Ahead of the upfronts, the ad-tech company partnered with data providers 605, Comscore, EDO, Samba TV, TVision and VideoAmp to create a new framework that it hopes will enable the TV ad market to activate alternative data currencies.

The company said that by partnering industry-wide, Xandr would be able to evaluate and activate new currencies quicker than previously possible. The framework uses Xandr’s buy and sell-side advanced TV platforms, Invest TV and Monetize TV.

“The influx of innovations around audience targeting and use of data-driven linear TV advertising has triggered a demand for alternative data sets which allow for more precise targeting and measurement against audience and business outcomes,” said Mark Mitchell, vp of business development for Xandr, in a statement. “Activating these data sets for trial and evaluation, especially as we approach the 2022/23 upfronts, must be made easier.”

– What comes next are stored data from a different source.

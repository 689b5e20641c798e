use crate::app::AppState;
use crate::config::PROJECT_NAME;
use crate::error::{AppError, AppResult};
use crate::openai::{ChatRequest, ChunkFactory, now_ts};
use crate::reframer::{self, Reframer};
use crate::upstream;
use axum::Json;
use axum::body::Body;
use axum::extract::rejection::JsonRejection;
use axum::extract::{Request, State};
use axum::http::{HeaderValue, Method, StatusCode, header};
use axum::middleware::Next;
use axum::response::{IntoResponse, Response};
use bytes::Bytes;
use futures_util::StreamExt;
use serde_json::{Value, json};
use std::convert::Infallible;
use tokio::sync::mpsc;

pub const TRACE_HEADER: &str = "x-trace-id";

pub async fn metrics(State(state): State<AppState>) -> impl IntoResponse {
    state.metrics.render()
}

pub async fn list_models(State(state): State<AppState>) -> Json<Value> {
    let created = now_ts();
    let data: Vec<Value> = state
        .config
        .models
        .iter()
        .map(|id| {
            json!({
                "id": id,
                "object": "model",
                "created": created,
                "owned_by": PROJECT_NAME
            })
        })
        .collect();
    Json(json!({ "object": "list", "data": data }))
}

pub async fn create_chat_completions(
    State(state): State<AppState>,
    payload: Result<Json<ChatRequest>, JsonRejection>,
) -> AppResult<Response> {
    let Json(req) = payload.map_err(|rej| AppError::invalid_request(rej.body_text()))?;
    let prompt = req.prompt()?;
    let model = req.resolve_model(&state.config.default_model);
    let stream = req.wants_stream();
    let request_id = format!("req-{}", uuid::Uuid::new_v4());
    metrics::counter!(
        "chat4o_chat_requests_total",
        "mode" => if stream { "stream" } else { "blocking" }
    )
    .increment(1);
    tracing::info!(request_id = %request_id, model = %model, stream, "chat completion request");

    let upstream_cfg = &state.config.upstream;
    let session = upstream::init_session(&state.http, upstream_cfg, &model, &prompt)
        .await
        .map_err(|err| upstream_failure(&request_id, "init_session", err))?;
    let upstream_resp = upstream::send_chat(&state.http, upstream_cfg, &session, &prompt)
        .await
        .map_err(|err| upstream_failure(&request_id, "send_chat", err))?;

    let chunks = ChunkFactory::new(request_id.clone(), model);
    let reframer = Reframer::new(chunks.clone());
    let read_timeout = upstream_cfg.read_timeout;

    if !stream {
        let content =
            reframer::collect_content(upstream_resp.bytes_stream(), reframer, read_timeout)
                .await
                .map_err(|err| {
                    tracing::warn!(request_id = %request_id, error = %err, "upstream body failed");
                    AppError::internal(err.to_string())
                })?;
        let mut resp = Json(chunks.completion(&content)).into_response();
        insert_trace_header(&mut resp, &request_id);
        return Ok(resp);
    }

    let (tx, rx) = mpsc::channel::<Bytes>(state.config.stream_buffer);
    tokio::spawn(reframer::pump(
        upstream_resp.bytes_stream(),
        reframer,
        tx,
        read_timeout,
    ));
    let body = Body::from_stream(
        tokio_stream::wrappers::ReceiverStream::new(rx).map(Ok::<Bytes, Infallible>),
    );
    Response::builder()
        .status(StatusCode::OK)
        .header(header::CONTENT_TYPE, mime::TEXT_EVENT_STREAM.as_ref())
        .header(header::CACHE_CONTROL, "no-cache")
        .header(header::CONNECTION, "keep-alive")
        .header(TRACE_HEADER, request_id.as_str())
        .body(body)
        .map_err(|err| AppError::internal(err.to_string()))
}

fn upstream_failure(request_id: &str, stage: &'static str, err: upstream::UpstreamError) -> AppError {
    metrics::counter!(
        "chat4o_upstream_failures_total",
        "stage" => stage,
        "kind" => err.kind_label()
    )
    .increment(1);
    tracing::warn!(request_id = %request_id, stage, error = %err, "upstream call failed");
    err.into()
}

fn insert_trace_header(resp: &mut Response, request_id: &str) {
    if let Ok(value) = HeaderValue::from_str(request_id) {
        resp.headers_mut().insert(TRACE_HEADER, value);
    }
}

/// Answers every `OPTIONS` request with 204; CORS headers are added by the
/// outer layer.
pub async fn preflight(req: Request, next: Next) -> Response {
    if req.method() == Method::OPTIONS {
        return StatusCode::NO_CONTENT.into_response();
    }
    next.run(req).await
}

pub async fn not_found(req: Request) -> AppError {
    AppError::new(
        StatusCode::NOT_FOUND,
        "not_found",
        format!("path not found: {}", req.uri().path()),
    )
}

pub async fn method_not_allowed(req: Request) -> AppError {
    AppError::new(
        StatusCode::METHOD_NOT_ALLOWED,
        "method_not_allowed",
        format!("{} is not supported on {}", req.method(), req.uri().path()),
    )
}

Though a subsidiary of AT&T, Microsoft bought Xandr late last year.

The effort is the most recent example of an industry searching for alternatives to Nielsen. Earlier this week, Horizon Media announced it plans to transact up to 15% of its upfront investments with alternative currencies.

Last month, NBCUniversal said that for the first time, it would be transacting some upfront deals on iSpot, alongside Nielsen. Likewise, Discovery partnered with holding company Omnicom Media Group, and WarnerMedia is working with all three major alternative providers: Comscore, iSpot.tv and VideoAmp. But the future of all of those tests remains to be seen following the completed merger of Warner Bros. Discovery earlier this month.

Media companies continued to create a measurement alternative to Nielsen last year, following that company’s public stumbles throughout the pandemic.

Last month, a consortium of private-equity firms acquired Nielsen for $16 billion after a year of measurement woes. Though the company has promised to make the appropriate fixes, the move into alternative currencies is the latest example of an industry shift in measurement.